Stored items:
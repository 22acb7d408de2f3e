//! Discovered component descriptors.
//!
//! A component is one channel group on the thing model: a set of channels
//! decoded from its announcement payload by the external factory, plus a
//! payload fingerprint for change detection and a lifecycle state. After
//! insertion into the registry everything but the state, last-seen marker
//! and cached channel values is immutable.

use bytes::Bytes;
use chrono::{DateTime, Utc};
use dashmap::DashMap;
use parking_lot::Mutex;
use sha2::{Digest, Sha256};
use std::sync::Arc;
use std::time::Instant;
use tokio::task::JoinHandle;
use tracing::{debug, warn};

use crate::bus::MessageBus;
use crate::identity::ComponentId;
use crate::types::{AVAILABILITY_CHANNEL, ChannelDefinition, ComponentState, Error, Result};

/// SHA-256 of a raw announcement payload. Two announcements with the same
/// fingerprint describe the same component configuration.
#[derive(Clone, Copy, PartialEq, Eq)]
pub struct Fingerprint([u8; 32]);

impl Fingerprint {
    pub fn of(payload: &[u8]) -> Self {
        Self(Sha256::digest(payload).into())
    }
}

impl std::fmt::Debug for Fingerprint {
    fn fmt(&self, f: &mut std::fmt::Formatter<'_>) -> std::fmt::Result {
        for byte in &self.0[..4] {
            write!(f, "{byte:02x}")?;
        }
        Ok(())
    }
}

/// Decodes an announcement payload into the component's channel set.
/// Supplied by the surrounding integration; the engine treats payloads as
/// opaque blobs.
pub trait ComponentFactory: Send + Sync {
    /// Returns `Error::PayloadRejected` when the payload is not a usable
    /// component configuration (e.g. a required field is absent).
    fn channels(&self, id: &ComponentId, payload: &[u8]) -> Result<Vec<ChannelDefinition>>;
}

/// Receives channel updates from running components. Generic updates are
/// forwarded to the thing model; the reserved `availability` channel is
/// intercepted to recompute aggregate status.
pub trait StateSink: Send + Sync {
    fn channel_updated(&self, id: &ComponentId, channel_id: &str, value: &str);
    fn availability_changed(&self, id: &ComponentId, value: &str);
}

struct SeenMarker {
    at: Instant,
    at_utc: DateTime<Utc>,
}

/// One discovered component instance.
pub struct Component {
    id: ComponentId,
    fingerprint: Fingerprint,
    channels: Vec<ChannelDefinition>,
    raw_config: Bytes,
    state: Mutex<ComponentState>,
    last_seen: Mutex<SeenMarker>,
    values: Arc<DashMap<String, String>>,
    tasks: Mutex<Vec<JoinHandle<()>>>,
}

impl Component {
    pub fn new(id: ComponentId, payload: Bytes, channels: Vec<ChannelDefinition>) -> Self {
        Self {
            id,
            fingerprint: Fingerprint::of(&payload),
            channels,
            raw_config: payload,
            state: Mutex::new(ComponentState::Pending),
            last_seen: Mutex::new(SeenMarker {
                at: Instant::now(),
                at_utc: Utc::now(),
            }),
            values: Arc::new(DashMap::new()),
            tasks: Mutex::new(Vec::new()),
        }
    }

    pub fn id(&self) -> &ComponentId {
        &self.id
    }

    pub fn fingerprint(&self) -> Fingerprint {
        self.fingerprint
    }

    pub fn channels(&self) -> &[ChannelDefinition] {
        &self.channels
    }

    /// The raw announcement payload this component was created from, as the
    /// host framework persists it per channel group.
    pub fn raw_config(&self) -> &Bytes {
        &self.raw_config
    }

    pub fn state(&self) -> ComponentState {
        *self.state.lock()
    }

    pub fn set_state(&self, state: ComponentState) {
        *self.state.lock() = state;
    }

    pub fn is_active(&self) -> bool {
        self.state() == ComponentState::Active
    }

    /// Update the last-seen marker only. Never touches lifecycle state, so a
    /// re-announcement can not revert an `Active` component.
    pub fn mark_seen(&self) {
        let mut seen = self.last_seen.lock();
        seen.at = Instant::now();
        seen.at_utc = Utc::now();
    }

    pub fn last_seen(&self) -> (Instant, DateTime<Utc>) {
        let seen = self.last_seen.lock();
        (seen.at, seen.at_utc)
    }

    pub fn channel(&self, channel_id: &str) -> Option<&ChannelDefinition> {
        self.channels.iter().find(|c| c.id == channel_id)
    }

    /// Last cached value received on one of this component's channels.
    pub fn value(&self, channel_id: &str) -> Option<String> {
        self.values.get(channel_id).map(|v| v.clone())
    }

    /// Subscribe all channel state topics and spawn one forwarding task per
    /// channel. Fails on the first subscription the bus refuses; already
    /// spawned tasks and already established subscriptions are torn down
    /// again in that case.
    pub async fn start(
        self: &Arc<Self>,
        bus: Arc<dyn MessageBus>,
        sink: Arc<dyn StateSink>,
    ) -> Result<()> {
        for (established, channel) in self.channels.iter().enumerate() {
            let rx = match bus.subscribe(&channel.state_topic).await {
                Ok(rx) => rx,
                Err(e) => {
                    self.unwind_start(&bus, established).await;
                    return Err(Error::ComponentStart {
                        id: self.id.to_string(),
                        reason: e.to_string(),
                    });
                }
            };

            let id = self.id.clone();
            let channel_id = channel.id.clone();
            let values = Arc::clone(&self.values);
            let sink = Arc::clone(&sink);
            let handle = tokio::spawn(async move {
                let mut rx = rx;
                loop {
                    match rx.recv().await {
                        Ok(msg) => {
                            let value = String::from_utf8_lossy(&msg.payload).into_owned();
                            values.insert(channel_id.clone(), value.clone());
                            if channel_id == AVAILABILITY_CHANNEL {
                                sink.availability_changed(&id, &value);
                            } else {
                                sink.channel_updated(&id, &channel_id, &value);
                            }
                        }
                        Err(tokio::sync::broadcast::error::RecvError::Lagged(n)) => {
                            warn!("channel {}#{} lagged, {} updates missed", id, channel_id, n);
                        }
                        Err(tokio::sync::broadcast::error::RecvError::Closed) => break,
                    }
                }
            });
            self.tasks.lock().push(handle);
        }
        debug!("component {} subscribed {} channels", self.id, self.channels.len());
        Ok(())
    }

    /// Unsubscribe all channel state topics and abort the forwarding tasks.
    /// The first bus error is reported; later channels are still torn down.
    pub async fn stop(&self, bus: Arc<dyn MessageBus>) -> Result<()> {
        self.abort_tasks();

        let mut first_error = None;
        for channel in &self.channels {
            if let Err(e) = bus.unsubscribe(&channel.state_topic).await {
                first_error.get_or_insert_with(|| Error::ComponentStop {
                    id: self.id.to_string(),
                    reason: e.to_string(),
                });
            }
        }
        self.set_state(ComponentState::Stopped);

        match first_error {
            Some(e) => Err(e),
            None => Ok(()),
        }
    }

    /// Tear down a partially started component: abort the forwarding tasks
    /// and release the subscriptions established before the failure.
    async fn unwind_start(&self, bus: &Arc<dyn MessageBus>, established: usize) {
        self.abort_tasks();
        for channel in &self.channels[..established] {
            if let Err(e) = bus.unsubscribe(&channel.state_topic).await {
                warn!(
                    "failed to release '{}' for {}: {}",
                    channel.state_topic, self.id, e
                );
            }
        }
    }

    fn abort_tasks(&self) {
        for handle in self.tasks.lock().drain(..) {
            handle.abort();
        }
    }
}

impl std::fmt::Debug for Component {
    fn fmt(&self, f: &mut std::fmt::Formatter<'_>) -> std::fmt::Result {
        f.debug_struct("Component")
            .field("id", &self.id.group_id())
            .field("fingerprint", &self.fingerprint)
            .field("channels", &self.channels.len())
            .field("state", &self.state())
            .finish()
    }
}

YOUR GOAL
Among the entries above, say how many lines hold the word "iter". No other words belong in the answer.

REPLY TO THE TASK
2